Abstriche machen
In der Retroperspektive war es vermutlich zu scharf formuliert. Ich war nur geschockt, dass solch schwerstwiegende Krankheitsverläufe der Schizophrenie möglich sind.
dass ich ohne professionelle Hilfe und die Hilfe meiner Eltern auf der Straße gelandet wäre, weil ich mich um nichts mehr kümmerte. Ich war dermaßen depressiv und antriebslos, dass ich nicht mehr das Bett verlassen wollte und den Wunsch verspürte, den ganzen lieben langen Tag bis zum Tod dort drin zu verbringen. Ich war komplett lebensuntüchtig und hatte den Bezug zur Realität komplett verloren.
Ja, da steckt in dir auch noch das gesellschaftliche Urteil/Selbst- und Fremdverurteilung drin, als Knäuel.
Du siehst, wir sind auch das Ergebnis unseres Inputs.
Ich hatte das neulich auch erst wieder.
Ich habe vor der Entdeckung meines grünen Daumens (und der Steigerung meines Wohlbefindens durch Pflanzenpflege) ziemlich viel bei mir zuhause eingehen lassen.
Mein Nachbar hat letztes Jahr alle seine Terassenpflanzen die ihm seine Eltern dahingepflanzt haben (ich habe das vom Balkon aus gesehen), eingehen lassen.

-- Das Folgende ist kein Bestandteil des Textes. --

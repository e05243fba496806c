//! Property-based test generators using proptest.

use crate::fixtures::{Address, Customer, Status};
use proptest::prelude::*;
use recbind_codec::{AttributeMap, Value};
use std::time::{Duration, UNIX_EPOCH};

/// Strategy for attribute names.
pub fn attribute_name_strategy() -> impl Strategy<Value = String> {
    prop::string::string_regex("[a-z][a-z0-9_]{0,11}").expect("Invalid regex")
}

/// Strategy for scalar storage values. Floats are finite.
pub fn scalar_value_strategy() -> impl Strategy<Value = Value> {
    prop_oneof![
        any::<i64>().prop_map(Value::Integer),
        (-1.0e12f64..1.0e12).prop_map(Value::Float),
        ".{0,16}".prop_map(Value::Text),
        prop::collection::vec(any::<u8>(), 0..16).prop_map(Value::Bytes),
    ]
}

/// Strategy for storage values nested up to three levels.
pub fn value_strategy() -> impl Strategy<Value = Value> {
    scalar_value_strategy().prop_recursive(3, 24, 4, |inner| {
        prop_oneof![
            prop::collection::vec(inner.clone(), 0..4).prop_map(Value::List),
            prop::collection::btree_map(attribute_name_strategy(), inner, 0..4).prop_map(Value::Map),
        ]
    })
}

/// Strategy for record snapshots.
pub fn snapshot_strategy() -> impl Strategy<Value = AttributeMap> {
    prop::collection::btree_map(attribute_name_strategy(), value_strategy(), 0..8)
}

/// Strategy for account statuses.
pub fn status_strategy() -> impl Strategy<Value = Status> {
    prop_oneof![Just(Status::Active), Just(Status::Suspended), Just(Status::Closed)]
}

/// Strategy for addresses.
pub fn address_strategy() -> impl Strategy<Value = Address> {
    ("[A-Za-z0-9 ]{0,24}", "[A-Za-z ]{0,16}", "[A-Z0-9]{0,8}").prop_map(|(street, city, zip)| Address {
        street,
        city,
        zip,
    })
}

/// Strategy for customers with storable values.
///
/// Balances stay within the range the fixed-point codec round-trips
/// exactly; the display field is left empty since it is never stored.
pub fn customer_strategy() -> impl Strategy<Value = Customer> {
    (
        "[a-z0-9]{1,12}",
        ".{0,24}",
        prop::option::of("[a-z]{1,8}@[a-z]{1,8}\\.com"),
        any::<i16>(),
        any::<bool>(),
        status_strategy(),
        -(1i64 << 40)..(1i64 << 40),
        address_strategy(),
        prop::collection::btree_set("[a-z]{1,6}", 0..4),
        prop::collection::vec(any::<i64>(), 0..6),
        0u64..4_000_000_000_000,
    )
        .prop_map(
            |(id, name, email, age, newsletter, status, balance_cents, address, tags, recent_orders, millis)| Customer {
                id,
                name,
                email,
                age,
                newsletter,
                status,
                balance_cents,
                address,
                tags,
                recent_orders,
                created: UNIX_EPOCH + Duration::from_millis(millis),
                ..Customer::default()
            },
        )
}
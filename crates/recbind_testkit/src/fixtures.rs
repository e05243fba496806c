//! Mapped fixture types and session helpers.
//!
//! The fixtures cover every built-in codec: widened integers, booleans,
//! timestamps, enumerations, fixed-point amounts, JSON documents, lists,
//! sets and a catch-all bag.

use recbind_codec::{CodecError, FieldValue, TypeDescriptor, Value};
use recbind_core::{Attribute, MapperConfig, Mapped, Schema, Session};
use recbind_storage::InMemoryClient;
use serde::{Deserialize, Serialize};
use std::collections::{BTreeMap, BTreeSet};
use std::sync::Arc;
use std::time::{Duration, SystemTime, UNIX_EPOCH};

/// Namespace used by [`TestSession`].
pub const TEST_NAMESPACE: &str = "test";

/// Account status, stored by variant name.
#[derive(Debug, Clone, Copy, Default, PartialEq, Eq, Hash)]
pub enum Status {
    /// Open for business.
    #[default]
    Active,
    /// Temporarily blocked.
    Suspended,
    /// Permanently closed.
    Closed,
}

impl Status {
    /// Variant names in declaration order.
    pub const VARIANTS: &'static [&'static str] = &["Active", "Suspended", "Closed"];

    /// The declared type of a status attribute.
    pub const fn descriptor() -> TypeDescriptor {
        TypeDescriptor::Enum {
            name: "Status",
            variants: Self::VARIANTS,
        }
    }

    /// The variant name.
    pub fn name(self) -> &'static str {
        match self {
            Self::Active => "Active",
            Self::Suspended => "Suspended",
            Self::Closed => "Closed",
        }
    }
}

impl From<Status> for FieldValue {
    fn from(status: Status) -> Self {
        FieldValue::Enum(status.name().to_string())
    }
}

impl TryFrom<FieldValue> for Status {
    type Error = CodecError;

    fn try_from(value: FieldValue) -> Result<Self, CodecError> {
        match value {
            FieldValue::Enum(name) => match name.as_str() {
                "Active" => Ok(Self::Active),
                "Suspended" => Ok(Self::Suspended),
                "Closed" => Ok(Self::Closed),
                _ => Err(CodecError::UnknownVariant {
                    enum_name: "Status".into(),
                    variant: name,
                }),
            },
            other => Err(CodecError::unexpected_value("enum-name", other.label())),
        }
    }
}

/// A postal address, stored as a JSON document.
#[derive(Debug, Clone, Default, PartialEq, Eq, Serialize, Deserialize)]
pub struct Address {
    /// Street and number.
    pub street: String,
    /// City.
    pub city: String,
    /// Postal code.
    pub zip: String,
}

/// A customer record exercising every codec and metadata role.
#[derive(Debug, Clone, PartialEq)]
pub struct Customer {
    /// Primary key.
    pub id: String,
    /// Display name.
    pub name: String,
    /// Optional e-mail, stored as `mail`.
    pub email: Option<String>,
    /// Age, widened to a 64-bit integer.
    pub age: i16,
    /// Whether the customer opted in to newsletters.
    pub newsletter: bool,
    /// Account status.
    pub status: Status,
    /// Balance in cents, stored through the lossy fixed-point codec.
    pub balance_cents: i64,
    /// Postal address.
    pub address: Address,
    /// Free-form tags.
    pub tags: BTreeSet<String>,
    /// Recent order numbers.
    pub recent_orders: Vec<i64>,
    /// Creation time, stored as epoch milliseconds.
    pub created: SystemTime,
    /// Generation counter.
    pub generation: u32,
    /// Time to live in seconds (`0` = namespace default).
    pub ttl: i64,
    /// Derived display string; never stored.
    pub display: String,
    /// Stored attributes no other field maps.
    pub extra: BTreeMap<String, Value>,
}

impl Default for Customer {
    fn default() -> Self {
        Self {
            id: String::new(),
            name: String::new(),
            email: None,
            age: 0,
            newsletter: false,
            status: Status::default(),
            balance_cents: 0,
            address: Address::default(),
            tags: BTreeSet::new(),
            recent_orders: Vec::new(),
            created: UNIX_EPOCH,
            generation: 0,
            ttl: 0,
            display: String::new(),
            extra: BTreeMap::new(),
        }
    }
}

impl Customer {
    /// A fully populated sample customer.
    pub fn sample(id: &str) -> Self {
        Self {
            id: id.to_string(),
            name: "Ada Lovelace".into(),
            email: Some("ada@example.com".into()),
            age: 36,
            newsletter: true,
            status: Status::Active,
            balance_cents: 12_345,
            address: Address {
                street: "12 St James's Square".into(),
                city: "London".into(),
                zip: "SW1Y 4JH".into(),
            },
            tags: ["vip", "early"].into_iter().map(String::from).collect(),
            recent_orders: vec![1001, 1002],
            created: UNIX_EPOCH + Duration::from_millis(1_700_000_000_000),
            generation: 0,
            ttl: 0,
            display: "Ada (vip)".into(),
            extra: BTreeMap::new(),
        }
    }
}

impl Mapped for Customer {
    fn schema() -> Schema<Self> {
        Schema::new()
            .collection("customers")
            .attribute(
                Attribute::new("id", TypeDescriptor::Text, |c: &Customer| c.id.clone().into(), |c, v| {
                    c.id = v.try_into()?;
                    Ok(())
                })
                .primary_key(),
            )
            .attribute(Attribute::new("name", TypeDescriptor::Text, |c: &Customer| c.name.clone().into(), |c, v| {
                c.name = v.try_into()?;
                Ok(())
            }))
            .attribute(
                Attribute::new("email", TypeDescriptor::Text, |c: &Customer| c.email.clone().into(), |c, v| {
                    c.email = v.into_option()?;
                    Ok(())
                })
                .storage_name("mail"),
            )
            .attribute(Attribute::new("age", TypeDescriptor::I16, |c: &Customer| c.age.into(), |c, v| {
                c.age = v.try_into()?;
                Ok(())
            }))
            .attribute(Attribute::new(
                "newsletter",
                TypeDescriptor::Bool,
                |c: &Customer| c.newsletter.into(),
                |c, v| {
                    c.newsletter = v.try_into()?;
                    Ok(())
                },
            ))
            .attribute(Attribute::new("status", Status::descriptor(), |c: &Customer| c.status.into(), |c, v| {
                c.status = v.try_into()?;
                Ok(())
            }))
            .attribute(Attribute::new(
                "balance",
                TypeDescriptor::Fixed { scale: 2 },
                |c: &Customer| FieldValue::Fixed(c.balance_cents),
                |c, v| match v {
                    FieldValue::Fixed(units) => {
                        c.balance_cents = units;
                        Ok(())
                    }
                    other => Err(CodecError::unexpected_value("fixed-as-float-bits", other.label())),
                },
            ))
            .attribute(Attribute::new(
                "address",
                TypeDescriptor::Json { type_name: "Address" },
                |c: &Customer| FieldValue::json(&c.address).unwrap_or(FieldValue::Null),
                |c, v| {
                    c.address = v.from_json()?;
                    Ok(())
                },
            ))
            .attribute(Attribute::new(
                "tags",
                TypeDescriptor::set(TypeDescriptor::Text),
                |c: &Customer| FieldValue::Set(c.tags.iter().cloned().map(FieldValue::Text).collect()),
                |c, v| {
                    c.tags = v.into_vec::<String>()?.into_iter().collect();
                    Ok(())
                },
            ))
            .attribute(Attribute::new(
                "recent_orders",
                TypeDescriptor::list(TypeDescriptor::I64),
                |c: &Customer| FieldValue::list(c.recent_orders.clone()),
                |c, v| {
                    c.recent_orders = v.into_vec()?;
                    Ok(())
                },
            ))
            .attribute(Attribute::new(
                "created",
                TypeDescriptor::Timestamp,
                |c: &Customer| c.created.into(),
                |c, v| {
                    c.created = v.try_into()?;
                    Ok(())
                },
            ))
            .attribute(
                Attribute::new(
                    "generation",
                    TypeDescriptor::I64,
                    |c: &Customer| i64::from(c.generation).into(),
                    |c, v| {
                        let n: i64 = v.try_into()?;
                        c.generation = u32::try_from(n).map_err(|_| CodecError::out_of_range(n, "u32"))?;
                        Ok(())
                    },
                )
                .generation(),
            )
            .attribute(
                Attribute::new("ttl", TypeDescriptor::I64, |c: &Customer| c.ttl.into(), |c, v| {
                    c.ttl = v.try_into()?;
                    Ok(())
                })
                .expiration(),
            )
            .attribute(
                Attribute::new("display", TypeDescriptor::Text, |c: &Customer| c.display.clone().into(), |c, v| {
                    c.display = v.try_into()?;
                    Ok(())
                })
                .transient(),
            )
            .attribute(
                Attribute::new(
                    "extra",
                    TypeDescriptor::map(TypeDescriptor::Raw),
                    |c: &Customer| FieldValue::Map(c.extra.iter().map(|(k, v)| (k.clone(), FieldValue::Raw(v.clone()))).collect()),
                    |c, v| {
                        c.extra = v.into_map()?;
                        Ok(())
                    },
                )
                .catch_all(),
            )
    }
}

/// A log entry routed to a per-object collection.
#[derive(Debug, Clone, Default, PartialEq)]
pub struct Event {
    /// Sequence number, used as the key.
    pub seq: i64,
    /// Target collection; falls back to the type default when `None`.
    pub stream: Option<String>,
    /// Payload.
    pub message: String,
}

impl Mapped for Event {
    fn schema() -> Schema<Self> {
        Schema::new()
            .namespace("events")
            .attribute(
                Attribute::new("seq", TypeDescriptor::I64, |e: &Event| e.seq.into(), |e, v| {
                    e.seq = v.try_into()?;
                    Ok(())
                })
                .primary_key(),
            )
            .attribute(
                Attribute::new("stream", TypeDescriptor::Text, |e: &Event| e.stream.clone().into(), |e, v| {
                    e.stream = v.into_option()?;
                    Ok(())
                })
                .collection_name(),
            )
            .attribute(Attribute::new(
                "message",
                TypeDescriptor::Text,
                |e: &Event| e.message.clone().into(),
                |e, v| {
                    e.message = v.try_into()?;
                    Ok(())
                },
            ))
    }
}

/// Process-wide settings stored as a single record.
#[derive(Debug, Clone, Default, PartialEq)]
pub struct Settings {
    /// Maintenance mode flag.
    pub maintenance: bool,
    /// Maximum concurrent sessions.
    pub max_sessions: i32,
}

impl Mapped for Settings {
    fn schema() -> Schema<Self> {
        Schema::new()
            .collection("settings")
            .default_key("global")
            .attribute(Attribute::new(
                "maintenance",
                TypeDescriptor::Bool,
                |s: &Settings| s.maintenance.into(),
                |s, v| {
                    s.maintenance = v.try_into()?;
                    Ok(())
                },
            ))
            .attribute(Attribute::new(
                "max_sessions",
                TypeDescriptor::I32,
                |s: &Settings| s.max_sessions.into(),
                |s, v| {
                    s.max_sessions = v.try_into()?;
                    Ok(())
                },
            ))
    }
}

/// A session over an [`InMemoryClient`], keeping the client reachable
/// for call counting and failure injection.
pub struct TestSession {
    /// The session under test.
    pub session: Session,
    /// The client behind it.
    pub client: Arc<InMemoryClient>,
}

impl TestSession {
    /// Creates a session in [`TEST_NAMESPACE`].
    pub fn new() -> Self {
        Self::with_config(MapperConfig::new().default_namespace(TEST_NAMESPACE))
    }

    /// Creates a session with `config`.
    pub fn with_config(config: MapperConfig) -> Self {
        let client = Arc::new(InMemoryClient::new());
        Self {
            session: Session::new(client.clone(), config),
            client,
        }
    }

    /// Opens a second session over the same client, with its own cache.
    pub fn sibling(&self) -> Session {
        Session::new(self.client.clone(), self.session.config().clone())
    }
}

impl Default for TestSession {
    fn default() -> Self {
        Self::new()
    }
}

impl std::ops::Deref for TestSession {
    type Target = Session;

    fn deref(&self) -> &Self::Target {
        &self.session
    }
}

/// Runs `f` with a fresh [`TestSession`].
///
/// # Example
///
/// ```rust
/// use recbind_testkit::{with_session, Customer};
///
/// with_session(|s| {
///     s.save(&Customer::sample("c1")).unwrap();
///     assert_eq!(s.client.record_count(), 1);
/// });
/// ```
pub fn with_session<F, R>(f: F) -> R
where
    F: FnOnce(&TestSession) -> R,
{
    let session = TestSession::new();
    f(&session)
}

Dass ich selber mal so war, hatte ich vergessen und stattdessen relativ lange am Nachbarn so vor mich hingenörgelt, wie man all diese tollen Pflanzen (Kräuter, reife Tomaten, die am Strauch verfaulten,...) so eingehen lassen kann, bis mir einfiel, dass ich das in jüngeren Jahren vllt auch hätte machen können.
Ausserdem tut man sich mit aufgedrückten Projekten von Eltern nochmal schwerer, als mit eigenen Projekten und die sind schon oft schwer durchzuziehen.